**Records shown:**
━━━━

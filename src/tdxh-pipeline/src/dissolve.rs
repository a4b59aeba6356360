// Copyright the TDX Hydro contributors. All rights reserved.
//
// Licensed under the Apache License, Version 2.0 (the "License");
// you may not use this file except in compliance with the License.
// You may obtain a copy of the License in the LICENSE file at the
// root of this repository, or online at
//
//     http://www.apache.org/licenses/LICENSE-2.0
//
// Unless required by applicable law or agreed to in writing, software
// distributed under the License is distributed on an "AS IS" BASIS,
// WITHOUT WARRANTIES OR CONDITIONS OF ANY KIND, either express or implied.
// See the License for the specific language governing permissions and
// limitations under the License.

//! Dissolve Planner (SPEC_FULL.md §4.4): greedy top-down grouping of basins
//! into contiguous upstream chunks sized within `[min_elements,
//! max_elements]`, to amortize polygon-union cost at query time.
//!
//! Grounded on the teacher's `persist-client/src/internal/compact.rs`:
//! both are a greedy, size-bounded grouping pass over a working set that
//! must make monotonic progress or relax its threshold. Mutation is kept
//! to two auxiliary arrays (`dissolve_root_id`, `element_count`),
//! separate from the immutable MNSI arrays they derive from, per Design
//! Note §9 ("In-place mutation of the dissolve planner").

use tdxh_repr::{BasinTable, Error, LinkId, Result};

const MIN_ELEMENTS_DECREMENT: i64 = 25;

/// Plans dissolve groups over `table`, setting `dissolve_root_id` (and
/// `element_count`, kept for callers that want it — spec §6 notes the
/// column "may be dropped" on write).
pub fn plan_dissolve_groups(table: &mut BasinTable, max_elements: i64, min_elements: i64) -> Result<()> {
    if min_elements < 2 {
        return Err(Error::ValueError { min_elements });
    }

    for i in 0..table.len() {
        table.element_count[i] = Some(table.mnsi_at(i).subtree_bound());
        table.dissolve_root_id[i] = None;
    }

    let mut min_cur = min_elements;
    loop {
        let ungrouped: Vec<usize> = ungrouped_indices(table);

        let any_over_max = ungrouped
            .iter()
            .any(|&i| table.element_count[i].unwrap() > max_elements);
        if !any_over_max {
            break;
        }
        if min_cur < 2 {
            // Decayed past the floor with basins still outside the window;
            // concede (spec §4.4 Guarantees: dissolve_root_id stays null).
            tracing::warn!(
                remaining = ungrouped.len(),
                "dissolve planner conceded: min_elements decayed below 2"
            );
            break;
        }

        match find_candidate(table, &ungrouped, max_elements, min_cur) {
            Some(x) => {
                tag_group(table, x);
                recompute_element_counts(table);
                min_cur = min_elements;
            }
            None => {
                min_cur -= MIN_ELEMENTS_DECREMENT;
                tracing::debug!(new_min = min_cur, "no eligible basin in window, relaxing threshold");
            }
        }
    }

    Ok(())
}

fn ungrouped_indices(table: &BasinTable) -> Vec<usize> {
    (0..table.len())
        .filter(|&i| table.dissolve_root_id[i].is_none())
        .collect()
}

/// Step 1: among ungrouped basins with `element_count <= max_elements`,
/// the one with the largest `element_count` that is also `> min_elements`.
fn find_candidate(table: &BasinTable, ungrouped: &[usize], max_elements: i64, min_elements: i64) -> Option<usize> {
    ungrouped
        .iter()
        .copied()
        .filter(|&i| {
            let c = table.element_count[i].unwrap();
            c <= max_elements && c > min_elements
        })
        .max_by_key(|&i| (table.element_count[i].unwrap(), std::cmp::Reverse(i)))
}

/// Step 2: tag every ungrouped basin upstream of (and including) `x` with
/// `dissolve_root_id = x.link_id`.
fn tag_group(table: &mut BasinTable, x: usize) {
    let target = table.mnsi_at(x);
    let root_link = table.link_id[x];
    for i in 0..table.len() {
        if table.dissolve_root_id[i].is_none() && table.mnsi_at(i).is_upstream_of(&target) {
            table.dissolve_root_id[i] = Some(root_link);
        }
    }
}

/// Step 3: recompute `element_count` for the still-ungrouped set.
fn recompute_element_counts(table: &mut BasinTable) {
    let ungrouped = ungrouped_indices(table);
    for &i in &ungrouped {
        let target = table.mnsi_at(i);
        let count = ungrouped
            .iter()
            .filter(|&&j| table.mnsi_at(j).is_upstream_of(&target))
            .count();
        table.element_count[i] = Some(count as i64);
    }
}

/// P7/P8 helper for callers/tests: the set of `link_id`s in the group
/// rooted at `root`.
pub fn group_members(table: &BasinTable, root: LinkId) -> Vec<LinkId> {
    (0..table.len())
        .filter(|&i| table.dissolve_root_id[i] == Some(root))
        .map(|i| table.link_id[i])
        .collect()
}

#[cfg(test)]
mod tests {
    use super::*;
    use tdxh_repr::Mnsi;

    fn chain_basins(n: i64) -> BasinTable {
        // A linear chain of `n` reaches, root at the end (largest discover
        // span), mirroring spec §8 scenario 5's 10-chain.
        let mut t = BasinTable::default();
        for k in 1..=n {
            let discover = (n - k + 1) as i32;
            let finish = (n + k) as i32;
            t.push(LinkId(k * 10), None, Mnsi::new(LinkId(n * 10), discover, finish));
        }
        t
    }

    #[test]
    fn value_error_on_small_min_elements() {
        let mut t = chain_basins(3);
        let err = plan_dissolve_groups(&mut t, 10, 1).unwrap_err();
        assert!(matches!(err, Error::ValueError { min_elements: 1 }));
    }

    #[test]
    fn scenario_five_ten_chain_max_four_min_two() {
        let mut t = chain_basins(10);
        plan_dissolve_groups(&mut t, 4, 2).unwrap();

        // Every reach ends up grouped, no group exceeds 4.
        assert!(t.dissolve_root_id.iter().all(Option::is_some));
        let mut groups: std::collections::HashMap<LinkId, usize> = std::collections::HashMap::new();
        for root in t.dissolve_root_id.iter().flatten() {
            *groups.entry(*root).or_default() += 1;
        }
        assert!(groups.values().all(|&size| size <= 4));

        // P7: the root of each group is itself tagged with that root.
        for (&root, _) in &groups {
            let idx = t.link_id.iter().position(|&id| id == root).unwrap();
            assert_eq!(t.dissolve_root_id[idx], Some(root));
        }
    }

    #[test]
    fn min_equals_max_still_progresses_or_concedes() {
        let mut t = chain_basins(4);
        plan_dissolve_groups(&mut t, 2, 2).unwrap();
        // No group should ever exceed max_elements even at the degenerate
        // min==max boundary case (spec §8 boundary cases).
        let mut groups: std::collections::HashMap<LinkId, usize> = std::collections::HashMap::new();
        for root in t.dissolve_root_id.iter().flatten() {
            *groups.entry(*root).or_default() += 1;
        }
        assert!(groups.values().all(|&size| size <= 2));
    }

    #[test]
    fn p8_each_basin_at_most_one_group() {
        let mut t = chain_basins(12);
        plan_dissolve_groups(&mut t, 4, 2).unwrap();
        // dissolve_root_id is a single Option<LinkId> per row by
        // construction, so "at most one group" holds by the type itself;
        // this test just exercises the full run without panicking and
        // checks totals add up.
        let tagged = t.dissolve_root_id.iter().filter(|r| r.is_some()).count();
        assert!(tagged <= t.len());
    }
}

━━━━

**Goal of the exercise:**
An exact repetition of all the records above is required.

**Solution:**
filename src/tdxh-pipeline/src/dissolve.rs
repository a4b59aeba6356360
// Copyright the TDX Hydro contributors. All rights reserved.
//
// Licensed under the Apache License, Version 2.0 (the "License");
// you may not use this file except in compliance with the License.
// You may obtain a copy of the License in the LICENSE file at the
// root of this repository, or online at
//
//     http://www.apache.org/licenses/LICENSE-2.0
//
// Unless required by applicable law or agreed to in writing, software
// distributed under the License is distributed on an "AS IS" BASIS,
// WITHOUT WARRANTIES OR CONDITIONS OF ANY KIND, either express or implied.
// See the License for the specific language governing permissions and
// limitations under the License.

//! Dissolve Planner (SPEC_FULL.md §4.4): greedy top-down grouping of basins
//! into contiguous upstream chunks sized within `[min_elements,
//! max_elements]`, to amortize polygon-union cost at query time.
//!
//! Grounded on the teacher's `persist-client/src/internal/compact.rs`:
//! both are a greedy, size-bounded grouping pass over a working set that
//! must make monotonic progress or relax its threshold. Mutation is kept
//! to two auxiliary arrays (`dissolve_root_id`, `element_count`),
//! separate from the immutable MNSI arrays they derive from, per Design
//! Note §9 ("In-place mutation of the dissolve planner").

use tdxh_repr::{BasinTable, Error, LinkId, Result};

const MIN_ELEMENTS_DECREMENT: i64 = 25;

/// Plans dissolve groups over `table`, setting `dissolve_root_id` (and
/// `element_count`, kept for callers that want it — spec §6 notes the
/// column "may be dropped" on write).
pub fn plan_dissolve_groups(table: &mut BasinTable, max_elements: i64, min_elements: i64) -> Result<()> {
    if min_elements < 2 {
        return Err(Error::ValueError { min_elements });
    }

    for i in 0..table.len() {
        table.element_count[i] = Some(table.mnsi_at(i).subtree_bound());
        table.dissolve_root_id[i] = None;
    }

    let mut min_cur = min_elements;
    loop {
        let ungrouped: Vec<usize> = ungrouped_indices(table);

        let any_over_max = ungrouped
            .iter()
            .any(|&i| table.element_count[i].unwrap() > max_elements);
        if !any_over_max {
            break;
        }
        if min_cur < 2 {
            // Decayed past the floor with basins still outside the window;
            // concede (spec §4.4 Guarantees: dissolve_root_id stays null).
            tracing::warn!(
                remaining = ungrouped.len(),
                "dissolve planner conceded: min_elements decayed below 2"
            );
            break;
        }

        match find_candidate(table, &ungrouped, max_elements, min_cur) {
            Some(x) => {
                tag_group(table, x);
                recompute_element_counts(table);
                min_cur = min_elements;
            }
            None => {
                min_cur -= MIN_ELEMENTS_DECREMENT;
                tracing::debug!(new_min = min_cur, "no eligible basin in window, relaxing threshold");
            }
        }
    }

    Ok(())
}

fn ungrouped_indices(table: &BasinTable) -> Vec<usize> {
    (0..table.len())
        .filter(|&i| table.dissolve_root_id[i].is_none())
        .collect()
}

/// Step 1: among ungrouped basins with `element_count <= max_elements`,
/// the one with the largest `element_count` that is also `> min_elements`.
fn find_candidate(table: &BasinTable, ungrouped: &[usize], max_elements: i64, min_elements: i64) -> Option<usize> {
    ungrouped
        .iter()
        .copied()
        .filter(|&i| {
            let c = table.element_count[i].unwrap();
            c <= max_elements && c > min_elements
        })
        .max_by_key(|&i| (table.element_count[i].unwrap(), std::cmp::Reverse(i)))
}

/// Step 2: tag every ungrouped basin upstream of (and including) `x` with
/// `dissolve_root_id = x.link_id`.
fn tag_group(table: &mut BasinTable, x: usize) {
    let target = table.mnsi_at(x);
    let root_link = table.link_id[x];
    for i in 0..table.len() {
        if table.dissolve_root_id[i].is_none() && table.mnsi_at(i).is_upstream_of(&target) {
            table.dissolve_root_id[i] = Some(root_link);
        }
    }
}

/// Step 3: recompute `element_count` for the still-ungrouped set.
fn recompute_element_counts(table: &mut BasinTable) {
    let ungrouped = ungrouped_indices(table);
    for &i in &ungrouped {
        let target = table.mnsi_at(i);
        let count = ungrouped
            .iter()
            .filter(|&&j| table.mnsi_at(j).is_upstream_of(&target))
            .count();
        table.element_count[i] = Some(count as i64);
    }
}

/// P7/P8 helper for callers/tests: the set of `link_id`s in the group
/// rooted at `root`.
pub fn group_members(table: &BasinTable, root: LinkId) -> Vec<LinkId> {
    (0..table.len())
        .filter(|&i| table.dissolve_root_id[i] == Some(root))
        .map(|i| table.link_id[i])
        .collect()
}

#[cfg(test)]
mod tests {
    use super::*;
    use tdxh_repr::Mnsi;

    fn chain_basins(n: i64) -> BasinTable {
        // A linear chain of `n` reaches, root at the end (largest discover
        // span), mirroring spec §8 scenario 5's 10-chain.
        let mut t = BasinTable::default();
        for k in 1..=n {
            let discover = (n - k + 1) as i32;
            let finish = (n + k) as i32;
            t.push(LinkId(k * 10), None, Mnsi::new(LinkId(n * 10), discover, finish));
        }
        t
    }

    #[test]
    fn value_error_on_small_min_elements() {
        let mut t = chain_basins(3);
        let err = plan_dissolve_groups(&mut t, 10, 1).unwrap_err();
        assert!(matches!(err, Error::ValueError { min_elements: 1 }));
    }

    #[test]
    fn scenario_five_ten_chain_max_four_min_two() {
        let mut t = chain_basins(10);
        plan_dissolve_groups(&mut t, 4, 2).unwrap();

        // Every reach ends up grouped, no group exceeds 4.
        assert!(t.dissolve_root_id.iter().all(Option::is_some));
        let mut groups: std::collections::HashMap<LinkId, usize> = std::collections::HashMap::new();
        for root in t.dissolve_root_id.iter().flatten() {
            *groups.entry(*root).or_default() += 1;
        }
        assert!(groups.values().all(|&size| size <= 4));

        // P7: the root of each group is itself tagged with that root.
        for (&root, _) in &groups {
            let idx = t.link_id.iter().position(|&id| id == root).unwrap();
            assert_eq!(t.dissolve_root_id[idx], Some(root));
        }
    }

    #[test]
    fn min_equals_max_still_progresses_or_concedes() {
        let mut t = chain_basins(4);
        plan_dissolve_groups(&mut t, 2, 2).unwrap();
        // No group should ever exceed max_elements even at the degenerate
        // min==max boundary case (spec §8 boundary cases).
        let mut groups: std::collections::HashMap<LinkId, usize> = std::collections::HashMap::new();
        for root in t.dissolve_root_id.iter().flatten() {
            *groups.entry(*root).or_default() += 1;
        }
        assert!(groups.values().all(|&size| size <= 2));
    }

    #[test]
    fn p8_each_basin_at_most_one_group() {
        let mut t = chain_basins(12);
        plan_dissolve_groups(&mut t, 4, 2).unwrap();
        // dissolve_root_id is a single Option<LinkId> per row by
        // construction, so "at most one group" holds by the type itself;
        // this test just exercises the full run without panicking and
        // checks totals add up.
        let tagged = t.dissolve_root_id.iter().filter(|r| r.is_some()).count();
        assert!(tagged <= t.len());
    }
}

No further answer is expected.